-- Opening Marker --

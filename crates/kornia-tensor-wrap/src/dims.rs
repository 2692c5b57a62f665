use crate::{
    stride::{Rt, SizeOf},
    wrap::{TensorWrap, TensorWrapMut},
};

/// Read-only 1D wrap of a packed array of `T`.
pub type Tensor1DWrap<T> = TensorWrap<T, (SizeOf<T>,)>;

/// Read-only 2D wrap with a run-time row stride.
pub type Tensor2DWrap<T> = TensorWrap<T, (Rt, SizeOf<T>)>;

/// Read-only 3D wrap with run-time plane and row strides.
pub type Tensor3DWrap<T> = TensorWrap<T, (Rt, Rt, SizeOf<T>)>;

/// Read-only 4D wrap with three run-time strides.
pub type Tensor4DWrap<T> = TensorWrap<T, (Rt, Rt, Rt, SizeOf<T>)>;

/// Read-write 1D wrap of a packed array of `T`.
pub type Tensor1DWrapMut<T> = TensorWrapMut<T, (SizeOf<T>,)>;

/// Read-write 2D wrap with a run-time row stride.
pub type Tensor2DWrapMut<T> = TensorWrapMut<T, (Rt, SizeOf<T>)>;

/// Read-write 3D wrap with run-time plane and row strides.
pub type Tensor3DWrapMut<T> = TensorWrapMut<T, (Rt, Rt, SizeOf<T>)>;

/// Read-write 4D wrap with three run-time strides.
pub type Tensor4DWrapMut<T> = TensorWrapMut<T, (Rt, Rt, Rt, SizeOf<T>)>;

/// Number of dimensions as a type, see [`TensorNDWrap`].
pub struct Dims<const N: usize>;

/// Maps a number of dimensions to its wrap shortcuts.
///
/// Only implemented for 1 to 4 dimensions.
pub trait SelectWrap<T> {
    /// The read-only wrap.
    type Wrap;
    /// The read-write wrap.
    type WrapMut;
}

impl<T> SelectWrap<T> for Dims<1> {
    type Wrap = Tensor1DWrap<T>;
    type WrapMut = Tensor1DWrapMut<T>;
}

impl<T> SelectWrap<T> for Dims<2> {
    type Wrap = Tensor2DWrap<T>;
    type WrapMut = Tensor2DWrapMut<T>;
}

impl<T> SelectWrap<T> for Dims<3> {
    type Wrap = Tensor3DWrap<T>;
    type WrapMut = Tensor3DWrapMut<T>;
}

impl<T> SelectWrap<T> for Dims<4> {
    type Wrap = Tensor4DWrap<T>;
    type WrapMut = Tensor4DWrapMut<T>;
}

/// Read-only wrap of `N` dimensions with a packed innermost dimension.
///
/// # Examples
///
/// ```
/// use kornia_tensor_wrap::{Tensor3DWrap, TensorNDWrap};
///
/// let data = vec![0u16; 64];
/// let wrap: TensorNDWrap<u16, 3> = Tensor3DWrap::new(data.as_ptr(), [64, 16]);
/// assert_eq!(<TensorNDWrap<u16, 3>>::NUM_DIMENSIONS, 3);
/// // 64 + 16 + 2 bytes
/// assert_eq!(wrap.ptr([1, 1, 1]), data.as_ptr().wrapping_add(41));
/// ```
///
/// There is no wrap of zero or more than four dimensions:
///
/// ```compile_fail
/// use kornia_tensor_wrap::TensorNDWrap;
///
/// let _wrap = TensorNDWrap::<u8, 5>::default();
/// ```
///
/// ```compile_fail
/// use kornia_tensor_wrap::TensorNDWrapMut;
///
/// let _wrap = TensorNDWrapMut::<u8, 0>::default();
/// ```
pub type TensorNDWrap<T, const N: usize> = <Dims<N> as SelectWrap<T>>::Wrap;

/// Read-write wrap of `N` dimensions with a packed innermost dimension.
pub type TensorNDWrapMut<T, const N: usize> = <Dims<N> as SelectWrap<T>>::WrapMut;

-- Closing Marker --

§ **Directions for this task**
Set out exactly the run of lines that begins at the line holding "impl<T> SelectWrap<T> for Dims<4>" and ends at the last line of the data.

§ **Exercise solution**
impl<T> SelectWrap<T> for Dims<4> {
    type Wrap = Tensor4DWrap<T>;
    type WrapMut = Tensor4DWrapMut<T>;
}

/// Read-only wrap of `N` dimensions with a packed innermost dimension.
///
/// # Examples
///
/// ```
/// use kornia_tensor_wrap::{Tensor3DWrap, TensorNDWrap};
///
/// let data = vec![0u16; 64];
/// let wrap: TensorNDWrap<u16, 3> = Tensor3DWrap::new(data.as_ptr(), [64, 16]);
/// assert_eq!(<TensorNDWrap<u16, 3>>::NUM_DIMENSIONS, 3);
/// // 64 + 16 + 2 bytes
/// assert_eq!(wrap.ptr([1, 1, 1]), data.as_ptr().wrapping_add(41));
/// ```
///
/// There is no wrap of zero or more than four dimensions:
///
/// ```compile_fail
/// use kornia_tensor_wrap::TensorNDWrap;
///
/// let _wrap = TensorNDWrap::<u8, 5>::default();
/// ```
///
/// ```compile_fail
/// use kornia_tensor_wrap::TensorNDWrapMut;
///
/// let _wrap = TensorNDWrapMut::<u8, 0>::default();
/// ```
pub type TensorNDWrap<T, const N: usize> = <Dims<N> as SelectWrap<T>>::Wrap;

/// Read-write wrap of `N` dimensions with a packed innermost dimension.
pub type TensorNDWrapMut<T, const N: usize> = <Dims<N> as SelectWrap<T>>::WrapMut;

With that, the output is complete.